熱抵抗は完全に一定ではなく、材料の熱伝導率や対流係数が変化するため、温度と電力レベルによって変動します。アルミニウムの熱伝導率は20°Cから150°Cの間で約5%低下し、空気の粘度は温度上昇とともに増加して対流効率を低下させ、100°Cの温度上昇でRth(シンク・周囲間)が8〜12%上昇します。自然対流のRthは高熱負荷時に境界層が乱流化して効率が低下するため悪化しますが、強制対流はより安定しています。データシートのRth値を使用する場合は、70°C以上の高温環境で1.1〜1.2の補正係数を適用し、ほこりの蓄積や熱界面材料の劣化を考慮して、計算したRthに常に15%の安全マージンを設計に組み込んでください。

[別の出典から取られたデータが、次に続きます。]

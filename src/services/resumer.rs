//! Conversation resumption
//!
//! Bridges bus events to dormant conversations: a dialog asks to be told
//! when an event for its correlation id arrives, and when it does the
//! resumer re-enters the conversation outside any inbound turn.

use std::sync::Arc;
use serde::{Deserialize, Serialize};
use tokio_util::sync::CancellationToken;
use tracing::{error, warn};

use crate::channels::ChannelAdapter;
use crate::events::{Event, EventBus, MessageKind, SubscriptionHandle};
use crate::models::{Activity, ConversationReference};
use crate::state::StateAccessors;
use crate::utils::errors::{AgentBuddyError, AgentError, Result};
use crate::utils::logging::log_resumption;
use super::agent::AgentService;

/// Event a dialog wants to hear about
#[derive(Debug, Clone, PartialEq, Eq, Serialize, Deserialize)]
#[serde(rename_all = "camelCase")]
pub struct NotifyRequest {
    pub kind: MessageKind,
    pub correlation_id: String,
}

impl NotifyRequest {
    pub fn new(kind: MessageKind, correlation_id: impl Into<String>) -> Self {
        Self {
            kind,
            correlation_id: correlation_id.into(),
        }
    }
}

pub struct ConversationResumer {
    bus: EventBus,
    agent: Arc<dyn AgentService>,
    adapter: Arc<dyn ChannelAdapter>,
    accessors: StateAccessors,
}

impl ConversationResumer {
    pub fn new(
        bus: EventBus,
        agent: Arc<dyn AgentService>,
        adapter: Arc<dyn ChannelAdapter>,
        accessors: StateAccessors,
    ) -> Self {
        Self {
            bus,
            agent,
            adapter,
            accessors,
        }
    }

    pub fn bus(&self) -> &EventBus {
        &self.bus
    }

    /// Subscribe on behalf of `reference`.
    ///
    /// Returns `None` without subscribing when `agent_id` cannot be resolved;
    /// the requesting dialog has already ended, so this is only logged.
    pub async fn notify_on(
        self: &Arc<Self>,
        request: NotifyRequest,
        reference: ConversationReference,
        agent_id: String,
    ) -> Option<SubscriptionHandle> {
        if let Err(e) = self.agent.resolve_context(&agent_id).await {
            warn!(
                agent_id = %agent_id,
                correlation_id = %request.correlation_id,
                error = %e,
                "Cannot resolve agent, not subscribing"
            );
            return None;
        }

        let resumer = Arc::clone(self);
        let NotifyRequest { kind, correlation_id } = request;
        Some(self.bus.subscribe(
            move |event| event.matches(kind, &correlation_id),
            move |event| async move {
                let correlation_id = event.correlation_id.clone();
                match resumer.handle_event(event, &reference, &agent_id).await {
                    Ok(()) => log_resumption(&reference.conversation_id, &correlation_id, true, None),
                    Err(e @ AgentBuddyError::StaleCorrelation { .. }) => {
                        log_resumption(&reference.conversation_id, &correlation_id, false, Some(&e.to_string()))
                    }
                    Err(e) => error!(
                        conversation_id = %reference.conversation_id,
                        correlation_id = %correlation_id,
                        error = %e,
                        "Failed to resume conversation"
                    ),
                }
            },
        ))
    }

    /// Resolve what happened and tell the conversation about it
    pub async fn handle_event(&self, event: Event, reference: &ConversationReference, agent_id: &str) -> Result<()> {
        let context = match self.agent.resolve_context(agent_id).await {
            Ok(context) => context,
            Err(e) => return Err(stale(&event, agent_id, e)),
        };
        let connection = match self.agent.get_connection(&context, &event.correlation_id).await {
            Ok(connection) => connection,
            Err(e) => return Err(stale(&event, agent_id, e)),
        };

        let text = match event.kind {
            MessageKind::ConnectionRequest | MessageKind::ConnectionResponse => format!(
                "You are now connected to {}",
                connection.alias_name().unwrap_or("[unspecified]")
            ),
            other => format!("Received {} for {}", other, event.correlation_id),
        };

        self.continue_conversation(reference, Activity::message(text)).await
    }

    /// Send into a conversation with no inbound request, under the same
    /// lock and save discipline as a normal turn
    pub async fn continue_conversation(&self, reference: &ConversationReference, message: Activity) -> Result<()> {
        let _guard = self.accessors.lock(reference).await;

        let mut turn = self
            .accessors
            .begin_turn(Activity::continuation(reference), self.adapter.clone(), CancellationToken::new())
            .await?;
        let sent = turn.send_activity(message).await;
        self.accessors.save(&turn).await?;
        sent
    }
}

fn stale(event: &Event, agent_id: &str, error: AgentError) -> AgentBuddyError {
    warn!(agent_id = agent_id, correlation_id = %event.correlation_id, error = %error, "Dropping event");
    AgentBuddyError::StaleCorrelation {
        correlation_id: event.correlation_id.clone(),
    }
}

impl std::fmt::Debug for ConversationResumer {
    fn fmt(&self, f: &mut std::fmt::Formatter<'_>) -> std::fmt::Result {
        f.debug_struct("ConversationResumer")
            .field("bus", &self.bus)
            .finish_non_exhaustive()
    }
}
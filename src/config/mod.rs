//! Configuration management module
//! 
//! This module handles loading and validation of application configuration
//! from TOML files and environment variables.

pub mod settings;
pub mod validation;

pub use settings::{
    Settings, BotConfig, StorageConfig, StorageBackend, RedisConfig, AgentConfig, EventsConfig,
    DialogsConfig, LoggingConfig,
};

実際のRthがデータシート値より高くなる一般的な間違いは何ですか?
最も頻繁なエラーは界面抵抗を無視し、ヒートシンクのRthだけでジャンクション温度が決まると仮定することです。サーマルコンパウンドなしの一般的なTO-247パッケージでは、ケース・シンク間Rthが1.0°C/Wになることがあり、これはヒートシンク自体よりも大きいことがよくあります。2番目の間違いは部品配置の影響を過小評価することです。50Wのデバイスをヒートシンクの中央ではなく端に取り付けると、熱がベース全体に均等に広がらないため、実効Rthが20〜25%増加します。3番目に、多くの設計者はデータシートのRthが75mmファンが中央に直接吹き付けることを前提としていることを忘れがちですが、実際の筐体では空気流が制限され再循環が発生するため、30%のディレーティングが賢明です。BQUQのエンジニアリングチームは、デバイス仕様と取り付けレイアウトを提供いただければ無料の熱シミュレーションを提供し、金型製作前にこれらの高コストなエラーを回避するお手伝いをします。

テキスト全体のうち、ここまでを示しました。